GVP's net asset value (NAV) total return for the year was positive with an increase of 8.4 pence per share from 129.53 pence to 137.93 pence. However, this increase was all created by a decline in the value of the Pound Sterling against the U.S. Dollar. The Company continued to perform disappointingly, in pound sterling terms, against the Standard & Poor's 500 Index, which delivered a positive total return of 18.16% and the Russell 3000 Value Index which returned 13.6%. The share price total return of 6.08% was also impacted by a slight widening of the discount during the year.

The Company responded to the widening discount by buying 244,308 shares into treasury during the financial year at an average discount of 9.61%. Shares held in treasury may only be reissued at a premium to the prevailing net asset value. The Company has not bought any additional shares since the commencement of this financial year.

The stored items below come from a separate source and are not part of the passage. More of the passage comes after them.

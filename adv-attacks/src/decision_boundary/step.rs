use adv_utils::success_rate;
use ndarray::Array1;

/// Below this success rate the step shrinks.
pub const SHRINK_BELOW: f32 = 0.2;
/// Above this success rate the step grows.
pub const GROW_ABOVE: f32 = 0.5;
/// Smallest step the controller will hand out.
pub const MIN_STEP: f32 = 1e-12;
/// Largest step the controller will hand out. Steps are relative to the
/// per-sample distance, so anything past this only overflows the norms.
pub const MAX_STEP: f32 = 1e6;

/// Adapts a single step size shared by the whole batch from the fraction of
/// samples that succeeded in the last trial.
#[derive(Debug, Clone, Copy)]
pub struct StepController {
    step_adapt: f32,
}

impl StepController {
    pub fn new(step_adapt: f32) -> Self {
        Self { step_adapt }
    }

    /// Shrinks, grows or keeps `step`, then keeps it within
    /// `[MIN_STEP, MAX_STEP]`.
    pub fn adapt(&self, step: f32, success: &Array1<bool>) -> f32 {
        let rate = success_rate(success);
        let step = if rate < SHRINK_BELOW {
            step * self.step_adapt
        } else if rate > GROW_ABOVE {
            step / self.step_adapt
        } else {
            step
        };
        step.clamp(MIN_STEP, MAX_STEP)
    }
}
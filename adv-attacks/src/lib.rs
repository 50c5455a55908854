//! Query-only adversarial attacks against image classifiers.
//!
//! The only attack implemented is the Decision Boundary attack
//! (<https://arxiv.org/abs/1712.04248>), which needs nothing but the hard
//! label a [`Classifier`] predicts for each image.

pub mod classifier;
pub use classifier::{Classifier, FnClassifier, LinearClassifier};
pub mod decision_boundary;
pub use decision_boundary::{
    AttackOutcome, AttackReport, DecisionBoundary, DecisionBoundaryConfig, IterationSnapshot,
};
mod error;
pub use error::AttackError;

pub use adv_utils::{ImageBatch, Labels};
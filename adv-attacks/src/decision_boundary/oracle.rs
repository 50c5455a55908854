use crate::{AttackError, Classifier};
use adv_utils::{ImageBatch, Labels};
use anyhow::{Context, Result};
use std::fmt;

/// Which part of the attack issued a query.
#[derive(Debug, Clone, Copy, PartialEq, Eq)]
pub enum Stage {
    Initialization,
    Orthogonal,
    Forward,
}

impl fmt::Display for Stage {
    fn fmt(&self, f: &mut fmt::Formatter<'_>) -> fmt::Result {
        match self {
            Stage::Initialization => write!(f, "initialization"),
            Stage::Orthogonal => write!(f, "orthogonal step"),
            Stage::Forward => write!(f, "forward step"),
        }
    }
}

/// Counts queries to a classifier and checks every answer covers the batch.
pub struct Oracle<'c, C: ?Sized> {
    classifier: &'c C,
    batch_size: usize,
    queries: usize,
}

impl<'c, C: Classifier + ?Sized> Oracle<'c, C> {
    pub fn new(classifier: &'c C, batch_size: usize) -> Self {
        Self {
            classifier,
            batch_size,
            queries: 0,
        }
    }

    pub fn query(&mut self, batch: &ImageBatch, stage: Stage) -> Result<Labels> {
        self.queries += 1;
        let predictions = self
            .classifier
            .predict(batch)
            .with_context(|| format!("Classifier query {} failed during {}", self.queries, stage))?;
        if predictions.len() != self.batch_size {
            return Err(AttackError::PredictionCountMismatch {
                expected: self.batch_size,
                got: predictions.len(),
            }
            .into());
        }
        Ok(predictions)
    }

    pub fn queries(&self) -> usize {
        self.queries
    }
}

GVP will continue to buy back shares when they are at a significant discount to NAV and when this is in shareholders' interests to do so, taking account of market conditions.

The Board is keenly aware that, despite the positive returns achieved by the portfolio since listing, performance has fallen short of the gains in the wider market in part due to technology stocks continuing to attract most investor interest whilst value stocks continue to be derated. The recent IPOs in the USA have been dominated by stocks such as Uber making huge losses with little clarity as to when or if profitability can ever be achieved. There will come a time when value stocks become recognised as preferred investment opportunities with their solid earnings and dividend payments which typify many of the companies in our portfolio.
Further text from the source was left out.